02 - Lay a bamboo sushi mat or clean kitchen towel on a flat surface. Place one sheet of nori with the shiny side facing down on the mat.
03 - If including rice, spread a thin, even layer over the bottom third of the nori sheet. Leave a ¾-inch border at the top edge to ensure proper sealing.
04 - Arrange julienned cucumber, avocado slices, mixed sprouts, carrot, and bell pepper in a horizontal line across the rice or nori. Distribute the ingredients evenly and sprinkle with toasted sesame seeds.

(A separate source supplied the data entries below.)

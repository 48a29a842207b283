// api.rs
use poem::http::StatusCode;
use poem_openapi::{
    ApiResponse, Object, OpenApi,
    param::Path,
    payload::{Form, Json},
};
use serde::Deserialize;
use validator::Validate;

use crate::entities::{post, user};
use crate::store::{AuthoredPost, Store, StoreError, Verification};

const USERNAME_REQUIRED: &str = "Username is required";
const POST_FIELDS_REQUIRED: &str = "Title, content, and user_id are required";
const USER_NOT_FOUND: &str = "User not found";

#[derive(Object)]
struct Message {
    message: String,
}

fn message(text: impl Into<String>) -> Json<Message> {
    Json(Message {
        message: text.into(),
    })
}

// ---- request bodies ----

#[derive(Object, Validate)]
struct NewUser {
    #[validate(required, length(min = 1))]
    username: Option<String>,
    email: Option<String>,
}

#[derive(Object, Validate)]
struct NewPost {
    #[validate(required, length(min = 1))]
    title: Option<String>,
    #[validate(required, length(min = 1))]
    content: Option<String>,
    #[validate(required)]
    user_id: Option<i32>,
}

#[derive(Object, Deserialize, Validate)]
struct UserForm {
    #[validate(required, length(min = 1))]
    username: Option<String>,
    email: Option<String>,
}

/// Form fields arrive as text, `user_id` included.
#[derive(Object, Deserialize, Validate)]
struct PostForm {
    #[validate(required, length(min = 1))]
    title: Option<String>,
    #[validate(required, length(min = 1))]
    content: Option<String>,
    #[validate(required, length(min = 1))]
    user_id: Option<String>,
}

// ---- response bodies ----

#[derive(Object)]
struct UserBody {
    id: i32,
    username: String,
    email: Option<String>,
}

impl From<user::Model> for UserBody {
    fn from(u: user::Model) -> Self {
        Self {
            id: u.id,
            username: u.username,
            email: u.email,
        }
    }
}

#[derive(Object)]
struct PostBody {
    id: i32,
    title: String,
    content: String,
    user_id: i32,
    username: Option<String>,
}

impl From<AuthoredPost> for PostBody {
    fn from(AuthoredPost { post, username }: AuthoredPost) -> Self {
        Self {
            id: post.id,
            title: post.title,
            content: post.content,
            user_id: post.user_id,
            username,
        }
    }
}

#[derive(Object)]
struct UserPost {
    id: i32,
    title: String,
    content: String,
}

#[derive(Object)]
struct UserWithPosts {
    id: i32,
    username: String,
    email: Option<String>,
    posts: Vec<UserPost>,
}

#[derive(Object)]
struct OwnedPost {
    id: i32,
    title: String,
    content: String,
    user_id: i32,
}

impl From<post::Model> for OwnedPost {
    fn from(p: post::Model) -> Self {
        Self {
            id: p.id,
            title: p.title,
            content: p.content,
            user_id: p.user_id,
        }
    }
}

#[derive(Object)]
struct UserPosts {
    user_id: i32,
    username: String,
    posts: Vec<OwnedPost>,
}

#[derive(Object)]
struct PostSummary {
    id: i32,
    title: String,
}

#[derive(Object)]
struct VerifiedUser {
    id: i32,
    username: String,
    email: Option<String>,
    posts: Vec<PostSummary>,
}

#[derive(Object)]
struct Author {
    id: i32,
    username: String,
}

#[derive(Object)]
struct VerifiedPost {
    id: i32,
    title: String,
    user_id: i32,
    author: Option<Author>,
}

#[derive(Object)]
struct VerifyReport {
    users_count: u64,
    posts_count: u64,
    /// Every post has an author that lists it among its posts.
    consistent: bool,
    users: Vec<VerifiedUser>,
    posts: Vec<VerifiedPost>,
}

impl From<Verification> for VerifyReport {
    fn from(report: Verification) -> Self {
        let consistent = report.is_consistent();
        let users = report
            .users
            .into_iter()
            .map(|(u, posts)| VerifiedUser {
                id: u.id,
                username: u.username,
                email: u.email,
                posts: posts
                    .into_iter()
                    .map(|p| PostSummary {
                        id: p.id,
                        title: p.title,
                    })
                    .collect(),
            })
            .collect();
        let posts = report
            .posts
            .into_iter()
            .map(|(p, author)| VerifiedPost {
                id: p.id,
                title: p.title,
                user_id: p.user_id,
                author: author.map(|u| Author {
                    id: u.id,
                    username: u.username,
                }),
            })
            .collect();
        Self {
            users_count: report.users_count,
            posts_count: report.posts_count,
            consistent,
            users,
            posts,
        }
    }
}

// ---- responses ----

#[derive(ApiResponse)]
#[oai(bad_request_handler = "create_user_bad_request")]
enum CreateUserResponse {
    #[oai(status = 201)]
    Created(Json<UserBody>),
    #[oai(status = 400)]
    BadRequest(Json<Message>),
    #[oai(status = 409)]
    Conflict(Json<Message>),
}

fn invalid_body(err: &poem::Error) -> Json<Message> {
    tracing::warn!(error = %err, "unreadable request body");
    message(format!("Invalid request body: {err}"))
}

fn create_user_bad_request(err: poem::Error) -> CreateUserResponse {
    CreateUserResponse::BadRequest(invalid_body(&err))
}

#[derive(ApiResponse)]
#[oai(bad_request_handler = "create_post_bad_request")]
enum CreatePostResponse {
    #[oai(status = 201)]
    Created(Json<PostBody>),
    #[oai(status = 400)]
    BadRequest(Json<Message>),
}

fn create_post_bad_request(err: poem::Error) -> CreatePostResponse {
    CreatePostResponse::BadRequest(invalid_body(&err))
}

#[derive(ApiResponse)]
enum GetUserResponse {
    #[oai(status = 200)]
    Ok(Json<UserWithPosts>),
    #[oai(status = 404)]
    NotFound(Json<Message>),
}

#[derive(ApiResponse)]
enum UserPostsResponse {
    #[oai(status = 200)]
    Ok(Json<UserPosts>),
    #[oai(status = 404)]
    NotFound(Json<Message>),
}

/// Outcome of the seed-form routes.
#[derive(ApiResponse)]
#[oai(bad_request_handler = "seed_bad_request")]
enum SeedResponse {
    #[oai(status = 302)]
    Redirect(#[oai(header = "Location")] String),
    #[oai(status = 400)]
    BadRequest(Json<Message>),
    #[oai(status = 409)]
    Conflict(Json<Message>),
}

fn seed_bad_request(err: poem::Error) -> SeedResponse {
    SeedResponse::BadRequest(invalid_body(&err))
}

fn internal(err: StoreError) -> poem::Error {
    tracing::error!(error = %err, "store failure");
    poem::Error::from_string(err.to_string(), StatusCode::INTERNAL_SERVER_ERROR)
}

// ---- routes ----

pub struct Api {
    store: Store,
}

impl Api {
    pub fn new(store: Store) -> Self {
        Self { store }
    }
}

#[OpenApi]
impl Api {
    /// Welcome
    #[oai(path = "/", method = "get")]
    async fn index(&self) -> Json<Message> {
        message("Welcome to the blog API")
    }

    /// All users
    #[oai(path = "/users", method = "get")]
    async fn list_users(&self) -> poem::Result<Json<Vec<UserBody>>> {
        let users = self.store.list_users().await.map_err(internal)?;
        Ok(Json(users.into_iter().map(UserBody::from).collect()))
    }

    /// Create a user
    #[oai(path = "/users", method = "post")]
    async fn create_user(&self, Json(input): Json<NewUser>) -> poem::Result<CreateUserResponse> {
        if input.validate().is_err() {
            tracing::warn!("user rejected: missing username");
            return Ok(CreateUserResponse::BadRequest(message(USERNAME_REQUIRED)));
        }
        let username = input.username.unwrap_or_default();
        match self.store.create_user(&username, input.email.as_deref()).await {
            Ok(user) => Ok(CreateUserResponse::Created(Json(user.into()))),
            Err(StoreError::Validation(msg)) => Ok(CreateUserResponse::BadRequest(message(msg))),
            Err(StoreError::Conflict(msg)) => {
                tracing::warn!(%username, "user rejected: already exists");
                Ok(CreateUserResponse::Conflict(message(msg)))
            }
            Err(err) => Err(internal(err)),
        }
    }

    /// One user with their posts
    #[oai(path = "/users/:id", method = "get")]
    async fn get_user(&self, Path(id): Path<i32>) -> poem::Result<GetUserResponse> {
        match self.store.get_posts_for_user(id).await {
            Ok((u, posts)) => Ok(GetUserResponse::Ok(Json(UserWithPosts {
                id: u.id,
                username: u.username,
                email: u.email,
                posts: posts
                    .into_iter()
                    .map(|p| UserPost {
                        id: p.id,
                        title: p.title,
                        content: p.content,
                    })
                    .collect(),
            }))),
            Err(StoreError::UserNotFound(_)) => {
                Ok(GetUserResponse::NotFound(message(USER_NOT_FOUND)))
            }
            Err(err) => Err(internal(err)),
        }
    }

    /// Posts written by one user
    #[oai(path = "/users/:id/posts", method = "get")]
    async fn user_posts(&self, Path(id): Path<i32>) -> poem::Result<UserPostsResponse> {
        match self.store.get_posts_for_user(id).await {
            Ok((u, posts)) => Ok(UserPostsResponse::Ok(Json(UserPosts {
                user_id: u.id,
                username: u.username,
                posts: posts.into_iter().map(OwnedPost::from).collect(),
            }))),
            Err(StoreError::UserNotFound(_)) => {
                Ok(UserPostsResponse::NotFound(message(USER_NOT_FOUND)))
            }
            Err(err) => Err(internal(err)),
        }
    }

    /// All posts with their author's username
    #[oai(path = "/posts", method = "get")]
    async fn list_posts(&self) -> poem::Result<Json<Vec<PostBody>>> {
        let posts = self.store.list_posts().await.map_err(internal)?;
        Ok(Json(posts.into_iter().map(PostBody::from).collect()))
    }

    /// Create a post
    #[oai(path = "/posts", method = "post")]
    async fn create_post(&self, Json(input): Json<NewPost>) -> poem::Result<CreatePostResponse> {
        if input.validate().is_err() {
            tracing::warn!("post rejected: missing fields");
            return Ok(CreatePostResponse::BadRequest(message(POST_FIELDS_REQUIRED)));
        }
        let NewPost {
            title,
            content,
            user_id,
        } = input;
        let (title, content, user_id) = (
            title.unwrap_or_default(),
            content.unwrap_or_default(),
            user_id.unwrap_or_default(),
        );
        match self.store.create_post(&title, &content, user_id).await {
            Ok(post) => Ok(CreatePostResponse::Created(Json(post.into()))),
            Err(StoreError::Validation(msg)) => Ok(CreatePostResponse::BadRequest(message(msg))),
            Err(StoreError::UserNotFound(_)) => {
                tracing::warn!(user_id, "post rejected: unknown user");
                Ok(CreatePostResponse::BadRequest(message(USER_NOT_FOUND)))
            }
            Err(err) => Err(internal(err)),
        }
    }

    /// Seed a user from an HTML form
    #[oai(path = "/adduser", method = "post")]
    async fn add_user_form(&self, Form(input): Form<UserForm>) -> poem::Result<SeedResponse> {
        if input.validate().is_err() {
            return Ok(SeedResponse::BadRequest(message(USERNAME_REQUIRED)));
        }
        let username = input.username.unwrap_or_default();
        match self.store.create_user(&username, input.email.as_deref()).await {
            Ok(_) => Ok(SeedResponse::Redirect("/users".to_owned())),
            Err(StoreError::Validation(msg)) => Ok(SeedResponse::BadRequest(message(msg))),
            Err(StoreError::Conflict(msg)) => {
                tracing::warn!(%username, "user rejected: already exists");
                Ok(SeedResponse::Conflict(message(msg)))
            }
            Err(err) => Err(internal(err)),
        }
    }

    /// Seed a post from an HTML form
    #[oai(path = "/addposst", method = "post")]
    async fn add_post_form(&self, Form(input): Form<PostForm>) -> poem::Result<SeedResponse> {
        if input.validate().is_err() {
            return Ok(SeedResponse::BadRequest(message(POST_FIELDS_REQUIRED)));
        }
        let parsed = input.user_id.as_deref().and_then(|v| v.trim().parse::<i32>().ok());
        let Some(user_id) = parsed else {
            return Ok(SeedResponse::BadRequest(message("user_id must be an integer")));
        };
        let title = input.title.unwrap_or_default();
        let content = input.content.unwrap_or_default();
        match self.store.create_post(&title, &content, user_id).await {
            Ok(_) => Ok(SeedResponse::Redirect("/users".to_owned())),
            Err(StoreError::Validation(msg)) => Ok(SeedResponse::BadRequest(message(msg))),
            Err(StoreError::UserNotFound(_)) => {
                tracing::warn!(user_id, "post rejected: unknown user");
                Ok(SeedResponse::BadRequest(message(USER_NOT_FOUND)))
            }
            Err(err) => Err(internal(err)),
        }
    }

    /// Cross-check both sides of the user/post relation
    #[oai(path = "/verify", method = "get")]
    async fn verify(&self) -> poem::Result<Json<VerifyReport>> {
        let report = self.store.verify().await.map_err(internal)?;
        Ok(Json(report.into()))
    }
}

05 - Using the bamboo mat, lift the bottom edge and roll forward tightly over the vegetable filling. Apply gentle pressure to create a compact cylinder. If needed, lightly moisten the top border with water to seal the roll securely.
06 - Repeat the rolling process with the remaining nori sheets, rice, and vegetables to produce 8 total rolls.
07 - Using a sharp knife dampened with water, cut each roll into 6-8 bite-sized pieces. Arrange the pieces on a serving platter and immediately serve with soy sauce or tamari, pickled ginger, and wasabi if desired.